This is an exploration project, to discover the possibilities of machine learning on a tiny microcontroller. The goal is to create a weather station that can predict the weather based on the data it collects.
Final device should have a Apple HomeKit integration no enable home automation and voice control.
Note: This project is in an active development phase, with intention to be used as a learning dairy for myself.
This project is built "with the garage door up" mindset, inspired by Andy Matuschak's notes.
I'm inviting you to see the work before it's finished, so you can follow the progress as it emerges.
This is "anti-marketing" because marketing is about promoting a product in the best possible light, whereas working with the garage door up exposes unpolished work and it is more realistic.
Feel free to reach me out with any questions or suggestions, or open an issue.
- Download dataset from WorldWeatherOnline
- Sample of 10 years
- Hourly frequency
- Temperature, humidity, raining
- Cleaning up the dataset
- Convert rain data into a binary (Yes/No)
- Balance the dataset by undersampling the majority class
- Scale the input features with Z-score
- Training the model with TensorFlow
- Split the dataset into train, validation, and test datasets
- Create a model with Keras API
- Analyze the accuracy and loss after each training epoch
- Evaluating the model's effectiveness
- Visualize a confusion matrix
- Calculate Recall, Precision, and F-score performance metrics
- Quantizing
- Convert the model to TFLite
- On device deployment
- Code refactoring
- Group functions into classes
- Separate business logic of the app from the interface
- Build a pipeline for continuous training
- Collecting data with DHT22 sensor
- On-device inference
In order to make training the model easier and reproducible, I wrote a script to download the dataset from Open Meteo through their API.
Script supports multiple parameters, like location and date range. To make it more useful, I added a feature to save the data to different formats, like CSV, JSON, and column text, primarily used for debugging.
The script is pretty straightforward, I decided not to use asynchronous approach, since script is going to be run only in one thread and only single request, it should be fast enough.
For both, user input and API response validation, I used pydantic
library, with
some custom validators, primarily for processing multiple values from the user.
To make a prediction for the rain, we need to convert data that comes as a float, into a binary value. I decided to use a simple threshold, if the value is greater than 0.1, it's raining, otherwise it's not.

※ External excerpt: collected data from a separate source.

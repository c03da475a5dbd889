//! CDP error types.

use pagehand_protocols::SurfaceError;
use thiserror::Error;

/// CDP client errors.
#[derive(Debug, Error)]
pub enum CdpError {
    /// Failed to connect to Chrome.
    #[error("Connection failed: {0}")]
    ConnectionFailed(String),

    /// Chrome not found or not running with remote debugging.
    #[error("Chrome not available at {0}. Start Chrome with: chrome --remote-debugging-port=9222")]
    ChromeNotAvailable(String),

    #[error("WebSocket error: {0}")]
    WebSocket(String),

    /// Error object returned for a CDP command.
    #[error("CDP error: {message} (code: {code})")]
    Protocol { code: i64, message: String },

    #[error("Serialization error: {0}")]
    Serialization(#[from] serde_json::Error),

    /// HTTP error (for endpoint discovery).
    #[error("HTTP error: {0}")]
    Http(String),

    #[error("Page not found: {0}")]
    PageNotFound(String),

    #[error("Navigation failed: {0}")]
    NavigationFailed(String),

    /// Exception thrown by evaluated JavaScript.
    #[error("JavaScript error: {0}")]
    JavaScript(String),

    #[error("Request {method} timed out after {seconds}s")]
    Timeout { method: String, seconds: u64 },

    #[error("Session closed")]
    SessionClosed,

    #[error("Invalid response: {0}")]
    InvalidResponse(String),
}

impl From<tokio_tungstenite::tungstenite::Error> for CdpError {
    fn from(e: tokio_tungstenite::tungstenite::Error) -> Self {
        CdpError::WebSocket(e.to_string())
    }
}

impl From<reqwest::Error> for CdpError {
    fn from(e: reqwest::Error) -> Self {
        CdpError::Http(e.to_string())
    }
}

impl From<url::ParseError> for CdpError {
    fn from(e: url::ParseError) -> Self {
        CdpError::ConnectionFailed(format!("Invalid URL: {}", e))
    }
}

impl From<CdpError> for SurfaceError {
    fn from(e: CdpError) -> Self {
        match e {
            CdpError::PageNotFound(target) => SurfaceError::NotFound(target),
            CdpError::JavaScript(message) => SurfaceError::Script(message),
            CdpError::Timeout { seconds, .. } => SurfaceError::Timeout(seconds),
            other => SurfaceError::Driver(other.to_string()),
        }
    }
}
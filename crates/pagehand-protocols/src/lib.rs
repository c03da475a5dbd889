//! # Pagehand Protocols
//!
//! Core protocol definitions for pagehand.
//! Contains the shared data model and the collaborator traits - no pipeline logic.
//!
//! ## Core Traits
//!
//! - [`LLMProvider`] - Trait for remote model provider implementations
//! - [`PageDriver`] - Trait for the page surface (DOM primitives) of one browser

pub mod error;
pub mod provider;
pub mod surface;
pub mod types;

// Re-export core traits
pub use provider::{CompletionRequest, CompletionResponse, LLMProvider};
pub use surface::{ElementHandle, PageDriver, PageInfo, RawElement};
pub use error::{ProviderError, SurfaceError};
pub use types::*;
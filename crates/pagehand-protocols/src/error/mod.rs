//! Error types for the pagehand protocol layer.

mod provider;
mod surface;

pub use provider::*;
pub use surface::*;
//! Anthropic provider implementation.

use async_trait::async_trait;
use tracing::debug;

use pagehand_protocols::provider::{CompletionRequest, CompletionResponse, LLMProvider, Usage};
use pagehand_protocols::ProviderError;

use crate::api::{ApiErrorBody, ApiMessage, ApiRequest, ApiResponse};

const DEFAULT_API_URL: &str = "https://api.anthropic.com/v1/messages";
const API_VERSION: &str = "2023-06-01";

/// Anthropic Messages API provider.
///
/// The API key is supplied per call from the run's settings.
pub struct AnthropicProvider {
    api_url: String,
    client: reqwest::Client,
}

impl AnthropicProvider {
    pub fn new() -> Self {
        Self::with_url(DEFAULT_API_URL.to_string())
    }

    /// Create provider with a custom endpoint.
    pub fn with_url(api_url: String) -> Self {
        Self {
            api_url,
            client: reqwest::Client::new(),
        }
    }

    fn build_request(&self, request: &CompletionRequest) -> ApiRequest {
        ApiRequest {
            model: request.model.clone(),
            max_tokens: request.max_tokens,
            temperature: request.temperature,
            system: request.system.clone(),
            messages: vec![ApiMessage {
                role: "user".to_string(),
                content: request.user_message.clone(),
            }],
        }
    }

    async fn send_request(
        &self,
        api_key: &str,
        api_request: &ApiRequest,
    ) -> Result<reqwest::Response, ProviderError> {
        let response = self
            .client
            .post(&self.api_url)
            .header("x-api-key", api_key)
            .header("anthropic-version", API_VERSION)
            .header("content-type", "application/json")
            .json(api_request)
            .send()
            .await
            .map_err(|e| ProviderError::Network(e.to_string()))?;

        if !response.status().is_success() {
            let status = response.status().as_u16();
            let body = response.text().await.unwrap_or_default();
            let message = serde_json::from_str::<ApiErrorBody>(&body)
                .map(|b| b.error.message)
                .unwrap_or(body);
            return Err(ProviderError::from_api_response(status, message));
        }

        Ok(response)
    }
}

impl Default for AnthropicProvider {
    fn default() -> Self {
        Self::new()
    }
}

#[async_trait]
impl LLMProvider for AnthropicProvider {
    fn id(&self) -> &str {
        "anthropic"
    }

    async fn complete(
        &self,
        api_key: &str,
        request: CompletionRequest,
    ) -> Result<CompletionResponse, ProviderError> {
        let api_request = self.build_request(&request);
        let response = self.send_request(api_key, &api_request).await?;
        let api_response: ApiResponse = response
            .json()
            .await
            .map_err(|e| ProviderError::InvalidResponse(e.to_string()))?;

        let text = api_response
            .text()
            .ok_or_else(|| ProviderError::InvalidResponse("response has no text content".to_string()))?
            .to_string();
        debug!("Anthropic response {} ({} chars)", api_response.id, text.len());

        Ok(CompletionResponse {
            id: api_response.id,
            model: api_response.model,
            text,
            usage: Usage {
                input_tokens: api_response.usage.input_tokens,
                output_tokens: api_response.usage.output_tokens,
            },
        })
    }
}

#[cfg(test)]
#[path = "provider_tests.rs"]
mod tests;
//! Retry backoff and the state carried across regenerate cycles.

use std::collections::HashSet;
use std::time::Duration;

use pagehand_protocols::{GeneratedAction, PageSnapshot};
use serde::Serialize;

/// Most alternative element ids offered after a resolution failure.
pub const MAX_ALTERNATIVES: usize = 3;

/// Exponential backoff configuration.
#[derive(Debug, Clone)]
pub struct RetryPolicy {
    /// Base delay between retries.
    pub base_delay: Duration,
    /// Maximum delay between retries.
    pub max_delay: Duration,
    /// Exponential backoff multiplier.
    pub backoff_multiplier: f64,
    /// Add jitter to delays.
    pub jitter: bool,
}

impl Default for RetryPolicy {
    fn default() -> Self {
        Self {
            base_delay: Duration::from_millis(500),
            max_delay: Duration::from_secs(30),
            backoff_multiplier: 2.0,
            jitter: true,
        }
    }
}

impl RetryPolicy {
    /// No waiting between attempts.
    pub fn immediate() -> Self {
        Self {
            base_delay: Duration::ZERO,
            max_delay: Duration::ZERO,
            backoff_multiplier: 1.0,
            jitter: false,
        }
    }

    /// Calculate delay for a given attempt (0-based).
    pub fn delay_for_attempt(&self, attempt: u32) -> Duration {
        let delay = self.base_delay.as_millis() as f64
            * self.backoff_multiplier.powi(attempt as i32);
        let delay = delay.min(self.max_delay.as_millis() as f64);

        let delay_ms = if self.jitter {
            let jitter = rand_jitter(delay * 0.1);
            (delay + jitter).max(0.0) as u64
        } else {
            delay as u64
        };

        Duration::from_millis(delay_ms)
    }
}

/// Simple jitter using system time.
fn rand_jitter(max: f64) -> f64 {
    use std::time::SystemTime;
    let nanos = SystemTime::now()
        .duration_since(SystemTime::UNIX_EPOCH)
        .map(|d| d.subsec_nanos())
        .unwrap_or(0);
    (nanos as f64 / u32::MAX as f64) * max * 2.0 - max
}

/// What one command has tried so far.
///
/// Lives for the duration of one command (across a confirmation pause) and
/// is dropped on its terminal outcome.
#[derive(Debug, Clone, Default, Serialize)]
#[serde(rename_all = "camelCase")]
pub struct RetryContext {
    /// Generate-and-execute cycles started so far.
    pub attempt: u32,
    pub max_attempts: u32,
    pub prior_errors: Vec<String>,
    #[serde(skip_serializing_if = "Option::is_none")]
    pub original_action: Option<GeneratedAction>,
    #[serde(skip_serializing_if = "Vec::is_empty")]
    pub alternative_selectors: Vec<String>,
}

impl RetryContext {
    pub fn new(max_attempts: u32) -> Self {
        Self {
            max_attempts: max_attempts.max(1),
            ..Default::default()
        }
    }

    pub fn has_attempts_remaining(&self) -> bool {
        self.attempt < self.max_attempts
    }

    /// Whether the next generation is a retry.
    pub fn is_retry(&self) -> bool {
        !self.prior_errors.is_empty()
    }

    pub fn record_failure(&mut self, error: impl Into<String>, action: GeneratedAction) {
        self.prior_errors.push(error.into());
        if self.original_action.is_none() {
            self.original_action = Some(action);
        }
    }

    /// Refresh the alternative candidates against a new snapshot.
    pub fn refresh_alternatives(&mut self, snapshot: &PageSnapshot) {
        let target = self
            .original_action
            .as_ref()
            .and_then(|a| a.target.as_deref().filter(|t| !t.is_empty()).or(Some(a.description.as_str())));
        self.alternative_selectors = match target {
            Some(target) => alternative_selectors(target, snapshot, MAX_ALTERNATIVES),
            None => Vec::new(),
        };
    }
}

fn words(text: &str) -> HashSet<String> {
    text.split(|c: char| !c.is_alphanumeric())
        .filter(|w| w.len() > 1)
        .map(str::to_lowercase)
        .collect()
}

/// Snapshot element ids whose labels share the most words with `target`.
pub fn alternative_selectors(target: &str, snapshot: &PageSnapshot, limit: usize) -> Vec<String> {
    let wanted = words(target);
    if wanted.is_empty() {
        return Vec::new();
    }

    let mut scored: Vec<(usize, usize, &str)> = snapshot
        .elements
        .iter()
        .enumerate()
        .filter(|(_, e)| e.id != target)
        .filter_map(|(index, element)| {
            let attrs = &element.attributes;
            let haystack = [
                Some(element.text.as_str()),
                attrs.aria_label.as_deref(),
                attrs.placeholder.as_deref(),
                attrs.name.as_deref(),
            ]
            .into_iter()
            .flatten()
            .collect::<Vec<_>>()
            .join(" ");
            let overlap = words(&haystack).intersection(&wanted).count();
            (overlap > 0).then_some((overlap, index, element.id.as_str()))
        })
        .collect();

    scored.sort_by(|a, b| b.0.cmp(&a.0).then(a.1.cmp(&b.1)));
    scored
        .into_iter()
        .take(limit)
        .map(|(_, _, id)| id.to_string())
        .collect()
}

#[cfg(test)]
#[path = "retry_tests.rs"]
mod tests;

The temperature and humidity features have a different numerical ranges, and so
different contributions during training, leading to a bias. I need to rescale using
z-score
technique to ensure that each input feature contributes equally during training.
Although the data we have is already quite clean, we still need to do some post-processing to make it more suitable for training the model. For instance, rain data is represented as a float, but we need to convert it into a binary value.
I decided to use a simple threshold, if the value is greater than 0.1, it's raining, otherwise it's not. Maybe it makes sense to think about more cases, like drizzle, but for now, I'll keep it simple.
Since the dataset is unbalanced, I decided to undersample the majority class (no rain
in my case). Without this step, the model will fail to learn the patterns of the minority,
and performance of recall
and precision
metrics will be very poor.
I used the basic z-score
technique to scale the temperature and humidity features,
to ensure that each input feature contributes equally during training. To validate the
results,
Example of usage (including default parameters) can be found in the Makefile
:
make dataset
I splitted the dataset into train, validation, and test subsets. I used a binary classification model with one fully connected layer with 12 neurons and followed by ReLU activation function, one dropout layer with 0.2 rate, and the output layer with a single neuron and sigmoid activation function.
Use make train
to train the model on downloaded dataset.
I calculated the confusion matrix, and common performance metrics:
accuracy
: the ratio of correctly predictions to the total number of testsrecall
: metric tells us how many of the actual positive cases we were able to predict (higher is better)precision
: how many of the predicted positive cases were actually positive (higher is better)f1-score
: helps to evaluate recall and precision metrics at the same time (higher is better)
Once the model is trained and evaluated, I need to compress it to allow inference on tiny devices. I exported model to keras format, and then used TFLite to convert it to FlatBuffer, applying 8-bit quantization to reduce the size. Final binary was converted to c-byte array to be used on esp32 microcontroller.
For hex dump, I used xxd
command, available on MacOS. For Linux you can install it with sudo apt install xxd
.
See the Makefile
for more details on which options to use.
- Python packages, specially so complicated as TensorFlow, can be a nightmare to install. I spent hours trying to reproduce Jupyter notebook environment both remote and local, and each time I ran into a different issue. Best start for a new ML project is to create a robust environment with Docker, and python dependencies, pinned to the specific version.
- I can't find any benefit of wrapping code into a cli tools, and fitting it into data pipeline framework might be much more practical.
- During the work on the last part of model training, I noticed an interesting relation between the first step (dataset preparation), and next steps (training, quantizing). I should consider converting each step into a separate class, and use a basic OOP principles to pass shared entities between steps, reducing dependencies on global variables or non-trivial function executions between logically separated parts of the program.